Optimizing PQ dosing will be essential in G6PDd and impaired PQ metabolizers, as the total dose of PQ administered, influences efficacy for radical cure, while AHA occurs in a dose-dependent manner, with decreased dosing frequency used as a strategy to mitigate this risk in populations with milder variants (John et al., 2012). In individuals with G6PDd of the African A− variant weekly dosing of PQ over 8 weeks (0.75 mg base/kg/week) has been shown to be a safe alternative to daily dosing for 14 days (0.25–0.5 mg base/kg/day), allowing for controlled hemolysis (Alving et al., 1960). However, the safety of such PQ dosing depends on the G6PDd variant in question, with safety of this regimen less clear in patients with more severe G6PDd variants (e.g. Mediterranean, Mahidol, Viangchan). In Pakistan, no hematological adverse effects were noted in a G6PDd patient (likely Mediterranean variant) included in a randomized trial of weekly PQ (Leslie et al., 2008). However, in Cambodia, where the Viangchan variant predominates, significant drops in hemoglobin were noted with weekly dosing, including a patient that required blood transfusion (Kheng et al., 2015). Drug-drug interactions may have compounded hemolysis in this patient (Kheng et al., 2015), highlighting the clinical complexity, including the need to consider concomitant medications, both from a safety and efficacy perspective. P. vivax relapses after PQ therapy are most commonly associated with CYP2D6 diplotypes with an AS < 0.5; however relapses have also occurred in individuals with diplotypes with an AS = 1.5, a NM phenotype (Baird et al., 2018b). Therefore, a greater understanding of the role of genetic variation on PQ metabolism is required, and no definitive AS threshold for radical cure has been established.
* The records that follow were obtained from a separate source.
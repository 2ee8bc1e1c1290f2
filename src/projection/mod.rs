//! Map projections: The mapping between the internal coordinates of a
//! geographic CRS (longitude and latitude in radians, reckoned from its
//! prime meridian) and the internal coordinates of a projected CRS
//! (easting and northing in metres).

use crate::authoring::*;

mod lcc;
mod merc;
mod tmerc;

/// The projection methods supported
#[derive(Debug, Clone, Copy, PartialEq, Eq)]
pub enum ProjectionMethod {
    TransverseMercator,
    Mercator,
    LambertConformalConic,
}

impl ProjectionMethod {
    /// Look up a method by its short name (as in PROJ: `tmerc`, `merc`,
    /// `lcc`), its full name, or its EPSG method code
    pub fn named(name: &str) -> Result<ProjectionMethod, Error> {
        use ProjectionMethod::*;
        let code = CrsCode::parse(name);
        #[rustfmt::skip]
        let method = match code.epsg_number() {
            Some(9807) => Some(TransverseMercator),
            Some(9804 | 9805 | 1024) => Some(Mercator),
            Some(9801 | 9802) => Some(LambertConformalConic),
            _ => match name.to_lowercase().as_str() {
                "tmerc" | "transverse mercator" => Some(TransverseMercator),
                "merc"  | "mercator" => Some(Mercator),
                "lcc"   | "lambert conic conformal" | "lambert conformal conic" => Some(LambertConformalConic),
                _ => None,
            },
        };
        method.ok_or_else(|| Error::NotFound(name.to_string(), ": projection method".to_string()))
    }

    pub fn name(&self) -> &'static str {
        match self {
            ProjectionMethod::TransverseMercator => "Transverse Mercator",
            ProjectionMethod::Mercator => "Mercator",
            ProjectionMethod::LambertConformalConic => "Lambert Conic Conformal",
        }
    }
}

/// The defining parameters of a projection. Angles in degrees, false
/// easting and northing in metres.
///
/// `lat_0` and `lat_2` may be given as `NaN`, meaning "not given": The
/// Lambert projection then uses `lat_1` for `lat_2`, and for `lat_0` in
/// the tangent case. Elsewhere, a missing `lat_0` is the equator.
#[derive(Debug, Clone, Copy, PartialEq)]
pub struct ProjectionParameters {
    pub lat_0: f64,
    pub lon_0: f64,
    pub lat_1: f64,
    pub lat_2: f64,
    pub lat_ts: f64,
    pub k_0: f64,
    pub x_0: f64,
    pub y_0: f64,
}

impl Default for ProjectionParameters {
    fn default() -> Self {
        ProjectionParameters {
            lat_0: f64::NAN,
            lon_0: 0.,
            lat_1: 0.,
            lat_2: f64::NAN,
            lat_ts: 0.,
            k_0: 1.,
            x_0: 0.,
            y_0: 0.,
        }
    }
}

impl ProjectionParameters {
    /// The Universal Transverse Mercator parameters for a zone
    pub fn utm(zone: usize, north: bool) -> Result<ProjectionParameters, Error> {
        if !(1..=60).contains(&zone) {
            error!("UTM: {zone}. Must be an integer in the interval 1..60");
            return Err(Error::BadParam("zone".to_string(), zone.to_string()));
        }
        Ok(ProjectionParameters {
            lat_0: 0.,
            lon_0: -183. + 6. * zone as f64,
            k_0: 0.9996,
            x_0: 500_000.,
            y_0: if north { 0. } else { 10_000_000. },
            ..Default::default()
        })
    }
}

// The precomputed state of each projection method
#[derive(Debug, Clone)]
enum Projector {
    TransverseMercator(tmerc::TransverseMercator),
    Mercator(merc::Mercator),
    LambertConformalConic(lcc::LambertConformalConic),
}

/// A map projection of a geographic CRS
#[derive(Debug, Clone)]
pub struct Projection {
    method: ProjectionMethod,
    parameters: ProjectionParameters,
    geographic: Arc<Crs>,
    projector: Projector,
}

impl Projection {
    /// Set up a projection of `geographic`, which must be a geographic CRS.
    /// Fails with `Error::Configuration` for invalid parameter combinations.
    pub fn new(
        method: ProjectionMethod,
        parameters: ProjectionParameters,
        geographic: Arc<Crs>,
    ) -> Result<Projection, Error> {
        if geographic.crs_type() != CrsType::Geographic {
            return Err(Error::Configuration(format!(
                "a projection needs a geographic CRS, got a {} CRS",
                geographic.crs_type()
            )));
        }
        let ellps = *geographic.datum().ellipsoid();
        let mut parameters = parameters;
        let projector = match method {
            ProjectionMethod::TransverseMercator => {
                Projector::TransverseMercator(tmerc::TransverseMercator::new(ellps, &mut parameters)?)
            }
            ProjectionMethod::Mercator => {
                Projector::Mercator(merc::Mercator::new(ellps, &mut parameters)?)
            }
            ProjectionMethod::LambertConformalConic => Projector::LambertConformalConic(
                lcc::LambertConformalConic::new(ellps, &mut parameters)?,
            ),
        };
        Ok(Projection {
            method,
            parameters,
            geographic,
            projector,
        })
    }

    /// Universal Transverse Mercator, zone 1..=60, northern or southern aspect
    pub fn utm(geographic: Arc<Crs>, zone: usize, north: bool) -> Result<Projection, Error> {
        let parameters = ProjectionParameters::utm(zone, north)?;
        Projection::new(ProjectionMethod::TransverseMercator, parameters, geographic)
    }

    pub fn method(&self) -> ProjectionMethod {
        self.method
    }

    /// The parameters, with defaults resolved
    pub fn parameters(&self) -> &ProjectionParameters {
        &self.parameters
    }

    /// The geographic CRS this projection is defined relative to
    pub fn geographic_crs(&self) -> &Arc<Crs> {
        &self.geographic
    }

    /// Longitude and latitude (radians) to easting and northing (metres).
    /// `None` for points outside of the domain of the projection.
    pub fn project(&self, longitude: f64, latitude: f64) -> Option<(f64, f64)> {
        let result = match &self.projector {
            Projector::TransverseMercator(p) => p.project(longitude, latitude),
            Projector::Mercator(p) => p.project(longitude, latitude),
            Projector::LambertConformalConic(p) => p.project(longitude, latitude),
        }?;
        (result.0.is_finite() && result.1.is_finite()).then_some(result)
    }

    /// Easting and northing (metres) to longitude and latitude (radians).
    /// `None` for points outside of the domain of the projection.
    pub fn unproject(&self, easting: f64, northing: f64) -> Option<(f64, f64)> {
        let result = match &self.projector {
            Projector::TransverseMercator(p) => p.unproject(easting, northing),
            Projector::Mercator(p) => p.unproject(easting, northing),
            Projector::LambertConformalConic(p) => p.unproject(easting, northing),
        }?;
        (result.0.is_finite() && result.1.is_finite()).then_some(result)
    }
}

impl PartialEq for Projection {
    fn eq(&self, other: &Self) -> bool {
        self.method == other.method
            && self.parameters == other.parameters
            && *self.geographic == *other.geographic
    }
}

// ----- T E S T S ---------------------------------------------------------------------

/// Geographic CRS fixtures for the projection tests
#[cfg(test)]
pub(crate) fn geographic_on(ellipsoid: &str) -> Result<Arc<Crs>, Error> {
    let datum = GeodeticDatum::new(
        Identity::named(ellipsoid),
        Ellipsoid::named(ellipsoid)?,
        PrimeMeridian::greenwich(),
        None,
    );
    let axes = vec![Axis::longitude(Unit::DEGREE), Axis::latitude(Unit::DEGREE)];
    let crs = GeographicCrs::new(Identity::named(ellipsoid), Arc::new(datum), axes)?;
    Ok(Arc::new(Crs::Geographic(crs)))
}
// ----- T E S T S ---------------------------------------------------------------------

#[cfg(test)]
mod tests {
    use super::*;
    use float_eq::assert_float_eq;

    fn datum(ellipsoid: &str, pm: &str) -> Result<Arc<GeodeticDatum>, Error> {
        Ok(Arc::new(GeodeticDatum::new(
            Identity::named(ellipsoid),
            Ellipsoid::named(ellipsoid)?,
            PrimeMeridian::named(pm)?,
            None,
        )))
    }

    fn lat_lon(datum: &Arc<GeodeticDatum>) -> Result<Arc<Crs>, Error> {
        let axes = vec![Axis::latitude(Unit::DEGREE), Axis::longitude(Unit::DEGREE)];
        let crs = GeographicCrs::new(Identity::named("lat/lon"), datum.clone(), axes)?;
        Ok(Arc::new(Crs::Geographic(crs)))
    }

    fn lon_lat(datum: &Arc<GeodeticDatum>) -> Result<Arc<Crs>, Error> {
        let axes = vec![Axis::longitude(Unit::DEGREE), Axis::latitude(Unit::DEGREE)];
        let crs = GeographicCrs::new(Identity::named("lon/lat"), datum.clone(), axes)?;
        Ok(Arc::new(Crs::Geographic(crs)))
    }

    fn geocentric(datum: &Arc<GeodeticDatum>) -> Arc<Crs> {
        let crs = GeocentricCrs::with_default_axes(Identity::named("geocentric"), datum.clone());
        Arc::new(Crs::Geocentric(crs))
    }

    fn utm32(base: &Arc<Crs>) -> Result<Arc<Crs>, Error> {
        let projection = Projection::utm(base.clone(), 32, true)?;
        let axes = vec![Axis::easting(Unit::METRE), Axis::northing(Unit::METRE)];
        let crs = ProjectedCrs::new(Identity::named("UTM 32"), projection, axes)?;
        Ok(Arc::new(Crs::Projected(crs)))
    }

    #[test]
    fn identity() -> Result<(), Error> {
        let grs80 = datum("GRS80", "greenwich")?;
        let t = Transformation::identity(None, lat_lon(&grs80)?);
        assert!(t.is_identity());
        assert_eq!(t.source_dimension(), 2);

        // Flat packing, 2D to 2D
        let values = [1., 2., 3., 4., 5., 6.];
        let result = t.do_transform_flat(&values, 0, None, 0, 6)?;
        assert_eq!(result, values);

        // Axis swapping
        let t = Transformation::identity(Some(lat_lon(&grs80)?), lon_lat(&grs80)?);
        assert!(!t.is_identity());
        let result = t.do_transform(&[Coor3D::raw(55., 12., 0.)])?;
        assert_float_eq!(result[0][0], 12., abs <= 1e-12);
        assert_float_eq!(result[0][1], 55., abs <= 1e-12);
        let back = t.inverse().do_transform(&result)?;
        assert_float_eq!(back[0][0], 55., abs <= 1e-12);
        Ok(())
    }

    #[test]
    fn flat_packing() -> Result<(), Error> {
        let grs80 = datum("GRS80", "greenwich")?;
        let geo = lat_lon(&grs80)?;
        let height = Axis::height(Unit::METRE);
        let geo_3d = CompoundCrs::new(Identity::named("3D"), geo.clone(), height, 0.)?;
        let geo_3d = Arc::new(Crs::Compound(geo_3d));

        // 3D source, 2D target: 6 values in, 4 values out
        let t = Transformation::identity(Some(geo_3d.clone()), geo.clone());
        let result = t.do_transform_flat(&[55., 12., 100., 56., 13., 200.], 0, None, 0, 6)?;
        assert_eq!(result.len(), 4);
        assert_float_eq!(result[2], 56., abs <= 1e-12);

        // Offsets, and a destination to grow
        let result = t.do_transform_flat(&[0., 55., 12., 100.], 1, Some(vec![7.]), 1, 3)?;
        assert_eq!(result.len(), 3);
        assert_eq!(result[0], 7.);

        // Bad offsets and lengths
        let values = [1., 2., 3., 4., 5., 6.];
        let t = Transformation::identity(None, geo);
        assert!(matches!(t.do_transform_flat(&values, 7, None, 0, 0), Err(Error::ArrayLength(_))));
        assert!(matches!(t.do_transform_flat(&values, 0, None, 0, 7), Err(Error::ArrayLength(_))));
        assert!(matches!(t.do_transform_flat(&values, 2, None, 0, 6), Err(Error::ArrayLength(_))));
        assert!(matches!(t.do_transform_flat(&values, 0, None, 0, 5), Err(Error::ArrayLength(_))));
        assert!(!Error::ArrayLength(String::new()).is_fatal());
        Ok(())
    }

    #[test]
    fn dimension_errors() -> Result<(), Error> {
        let grs80 = datum("GRS80", "greenwich")?;
        let projection = Projection::utm(lat_lon(&grs80)?, 32, true)?;
        let axes = vec![
            Axis::easting(Unit::METRE),
            Axis::northing(Unit::METRE),
            Axis::height(Unit::METRE),
            Axis::new("Time", AxisOrientation::Other, Unit::METRE),
        ];
        let crs = ProjectedCrs::new(Identity::named("4D"), projection, axes)?;
        let t = Transformation::identity(None, Arc::new(Crs::Projected(crs)));
        let err = t.do_transform_flat(&[1., 2., 3., 4.], 0, None, 0, 4);
        let Err(err) = err else {
            return Err(Error::General("4D source accepted"));
        };
        assert_eq!(err.to_string(), "source dimension 4 is too large (must be in [2, 3])");
        Ok(())
    }

    #[test]
    fn orientation() -> Result<(), Error> {
        let grs80 = datum("GRS80", "greenwich")?;
        let geo = lat_lon(&grs80)?;
        let cart = geocentric(&grs80);
        let conversion = GeocentricConversion::new(*grs80.ellipsoid());
        let t = Transformation::geographic_geocentric(conversion, geo.clone(), cart.clone())?;

        assert_eq!(t.transformation_name(), "Forward Geographic-Geocentric");
        assert_eq!(t.inverse().transformation_name(), "Inverse Geographic-Geocentric");
        assert_eq!(t.inverse().source_crs(), Some(&cart));
        assert_eq!(t.inverse().target_crs(), Some(&geo));
        assert_eq!(t.inverse().inverse().is_inverted(), t.is_inverted());
        assert_eq!(t.source_dimension(), 2);
        assert_eq!(t.target_dimension(), 3);
        assert_eq!(t.inverse().source_dimension(), 3);

        // Wrong CRS types
        let err = Transformation::geographic_geocentric(conversion, cart, geo);
        assert!(matches!(err, Err(Error::Configuration(_))));
        Ok(())
    }

    #[test]
    fn geographic_geocentric() -> Result<(), Error> {
        let grs80 = datum("GRS80", "greenwich")?;
        let geo = lat_lon(&grs80)?;
        let conversion = GeocentricConversion::new(*grs80.ellipsoid());
        let height = Axis::height(Unit::METRE);
        let geo_3d = CompoundCrs::new(Identity::named("3D"), geo, height, 0.)?;
        let geo_3d = Arc::new(Crs::Compound(geo_3d));
        let t = Transformation::geographic_geocentric(conversion, geo_3d, geocentric(&grs80))?;

        // Validation value from PROJ: echo 10 55 -100000 0 | cct -d 15 cart ellps=GRS80
        let cart = t.do_transform(&[Coor3D::raw(55., 10., -100_000.)])?;
        assert_float_eq!(cart[0][0], 3_554_403.475_871_930_4, abs <= 1e-6);
        assert_float_eq!(cart[0][1], 626_737.233_120_170_7, abs <= 1e-6);
        assert_float_eq!(cart[0][2], 5_119_468.318_659_256, abs <= 1e-6);

        let geo = t.inverse().do_transform(&cart)?;
        assert_float_eq!(geo[0][0], 55., abs <= 1e-9);
        assert_float_eq!(geo[0][1], 10., abs <= 1e-9);
        assert_float_eq!(geo[0][2], -100_000., abs <= 1e-3);

        // Non-convergence is reported with the index of the failing point
        let conversion = conversion.with_max_iterations(0);
        let geo = lat_lon(&grs80)?;
        let t = Transformation::geographic_geocentric(conversion, geo, geocentric(&grs80))?;
        let cart = [cart[0], cart[0]];
        let Err(err) = t.inverse().do_transform(&cart) else {
            return Err(Error::General("expected non-convergence"));
        };
        assert!(matches!(err, Error::NonConvergence { index: 0, .. }));
        assert!(!err.is_fatal());
        Ok(())
    }

    #[test]
    fn longitude_rotation() -> Result<(), Error> {
        let paris = lat_lon(&datum("clrk80ign", "paris")?)?;
        let greenwich = lat_lon(&datum("clrk80ign", "greenwich")?)?;
        let offset = PrimeMeridian::named("paris")?.longitude_radians();
        let t = Transformation::longitude_rotation(offset, paris, greenwich)?;
        let c = t.do_transform(&[Coor3D::raw(48., 179., 0.)])?;
        assert_float_eq!(c[0][1], 181.337_229_166_666_67 - 360., abs <= 1e-9);
        let back = t.inverse().do_transform(&c)?;
        assert_float_eq!(back[0][1], 179., abs <= 1e-9);
        Ok(())
    }

    #[test]
    fn projection() -> Result<(), Error> {
        let grs80 = datum("GRS80", "greenwich")?;
        let geo = lat_lon(&grs80)?;
        let utm = utm32(&geo)?;
        let t = Transformation::projection(geo.clone(), utm.clone())?;
        let projected = t.do_transform(&[Coor3D::raw(55., 12., 0.)])?;
        assert_float_eq!(projected[0][0], 691_875.632_139_661, abs <= 1e-8);
        assert_float_eq!(projected[0][1], 6_098_907.825_005_012, abs <= 1e-8);

        let Err(err) = t.do_transform(&[Coor3D::raw(55., 12., 0.), Coor3D::raw(0., 99., 0.)]) else {
            return Err(Error::General("expected out of domain"));
        };
        assert!(matches!(err, Error::OutOfDomain { index: 1, .. }));

        // The target must be projected
        assert!(Transformation::projection(geo.clone(), geo).is_err());
        Ok(())
    }

    #[test]
    fn concatenation() -> Result<(), Error> {
        let intl = datum("intl", "greenwich")?;
        let wgs84 = datum("WGS84", "greenwich")?;
        let ed50 = lat_lon(&intl)?;
        let wgs84_geo = lat_lon(&wgs84)?;
        let ed50_cart = geocentric(&intl);
        let wgs84_cart = geocentric(&wgs84);

        let steps = vec![
            Transformation::geographic_geocentric(GeocentricConversion::new(*intl.ellipsoid()), ed50.clone(), ed50_cart.clone())?,
            Transformation::helmert(Helmert::translation(-87., -98., -121.), ed50_cart.clone(), wgs84_cart.clone())?,
            Transformation::helmert(Helmert::default(), wgs84_cart.clone(), wgs84_cart.clone())?,
            Transformation::geographic_geocentric(GeocentricConversion::new(*wgs84.ellipsoid()), wgs84_geo.clone(), wgs84_cart.clone())?.inverse(),
        ];
        let t = Transformation::concatenate_all(steps)?;
        assert_eq!(
            t.transformation_path(),
            "(0)Forward Geographic-Geocentric->(1)Forward Helmert->(2)Inverse Geographic-Geocentric"
        );
        assert_eq!(
            t.inverse().transformation_path(),
            "(0)Forward Geographic-Geocentric->(1)Inverse Helmert->(2)Inverse Geographic-Geocentric"
        );
        assert!(t.contains(&ed50_cart));
        assert!(!t.contains(&Crs::wgs84_lon_lat()));
        assert_eq!(t.source_crs(), Some(&ed50));
        assert_eq!(t.target_crs(), Some(&wgs84_geo));

        // ED50 to WGS84 moves points by some 100 m
        let p = [Coor3D::raw(55., 12., 0.)];
        let q = t.do_transform(&p)?;
        assert!((q[0][0] - 55.).abs() > 1e-4);
        let back = t.inverse().do_transform(&q)?;
        assert_float_eq!(back[0][0], 55., abs <= 1e-9);
        assert_float_eq!(back[0][1], 12., abs <= 1e-9);

        // Concatenating mismatched dimensions fails at construction
        let geo_cart = Transformation::geographic_geocentric(GeocentricConversion::new(*intl.ellipsoid()), ed50.clone(), ed50_cart)?;
        let err = Transformation::concatenate(geo_cart.clone(), geo_cart);
        assert!(matches!(err, Err(Error::Configuration(_))));
        Ok(())
    }

    #[test]
    fn identities() -> Result<(), Error> {
        let grs80 = datum("GRS80", "greenwich")?;
        let a = lat_lon(&grs80)?;
        let b = lon_lat(&grs80)?;

        let t = Transformation::identity(Some(a.clone()), a.clone());
        let u = Transformation::identity(Some(a.clone()), a.clone()).inverse();
        assert!(t.are_inverse(&u));
        assert!(t.equal_on_crs(&u));

        // Not identities: Never inverse
        let t = Transformation::identity(Some(a.clone()), b.clone());
        assert!(!t.are_inverse(&t.inverse()));
        assert!(!t.equal_on_crs(&t.inverse()));

        // Chains of identities collapse into one
        let steps = vec![
            Transformation::identity(Some(a.clone()), a.clone()),
            Transformation::identity(Some(a.clone()), a.clone()).inverse(),
        ];
        let t = Transformation::concatenate_all(steps)?;
        assert_eq!(t.transformation_path(), "(0)Forward Identity");
        assert!(Transformation::concatenate_all(Vec::new()).is_err());
        Ok(())
    }

    #[test]
    fn longitude_range_adaption() -> Result<(), Error> {
        let grs80 = datum("GRS80", "greenwich")?;
        let signed = lat_lon(&grs80)?;
        let axes = vec![Axis::latitude(Unit::DEGREE), Axis::longitude(Unit::DEGREE)];
        let positive = GeographicCrs::new(Identity::named("lat/lon"), grs80.clone(), axes)?
            .with_longitude_range(LongitudeRange::Positive);
        let positive = Arc::new(Crs::Geographic(positive));

        // Same axes, different ranges: Not an identity, and kept in chains
        let t = Transformation::identity(Some(signed.clone()), positive.clone());
        assert!(!t.is_identity());
        let conversion = GeocentricConversion::new(*grs80.ellipsoid());
        let cart = geocentric(&grs80);
        let to_cart = Transformation::geographic_geocentric(conversion, signed.clone(), cart)?;
        let chain = Transformation::concatenate_all(vec![to_cart.inverse(), t.clone()])?;
        let expected = "(0)Inverse Geographic-Geocentric->(1)Forward Identity";
        assert_eq!(chain.transformation_path(), expected);

        let result = t.do_transform(&[Coor3D::raw(55., -10., 0.)])?;
        assert_float_eq!(result[0][0], 55., abs <= 1e-12);
        assert_float_eq!(result[0][1], 350., abs <= 1e-9);
        let back = t.inverse().do_transform(&result)?;
        assert_float_eq!(back[0][1], -10., abs <= 1e-9);

        // Axis swap into the positive range wraps as well
        let t = Transformation::identity(Some(lon_lat(&grs80)?), positive);
        let result = t.do_transform(&[Coor3D::raw(-170., 55., 0.)])?;
        assert_float_eq!(result[0][1], 190., abs <= 1e-9);
        Ok(())
    }

    #[test]
    fn polynomial() -> Result<(), Error> {
        let grs80 = datum("GRS80", "greenwich")?;
        let utm = utm32(&lat_lon(&grs80)?)?;
        let p = PolynomialTransformation::new(1, &[1., 0., 0.], &[-1., 0., 0.], [0.; 2], [0.; 2], 1.)?;
        let t = Transformation::polynomial(p, utm.clone(), utm);
        let c = t.do_transform(&[Coor3D::raw(500_000., 6_000_000., 0.)])?;
        assert_eq!(c[0], Coor3D::raw(500_001., 5_999_999., 0.));
        let back = t.inverse().do_transform(&c)?;
        assert_eq!(back[0], Coor3D::raw(500_000., 6_000_000., 0.));
        Ok(())
    }

    #[test]
    fn thread_safety() {
        fn is_send_and_sync<T: Send + Sync>() {}
        is_send_and_sync::<Transformation>();
        is_send_and_sync::<Crs>();
    }
}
Potential dosing strategies, as outlined by Olvany et al., will need to balance an increased PQ dose for efficacy with the potential risk of AHA. In a recent randomized control trial high dose short-course PQ (1 mg base/kg/day for 7 days) was non-inferior and well tolerated in G6PD normal individuals (Taylor et al., 2019), highlighting an approach worth testing in clinical trials to assess greater PQ efficacy in IM.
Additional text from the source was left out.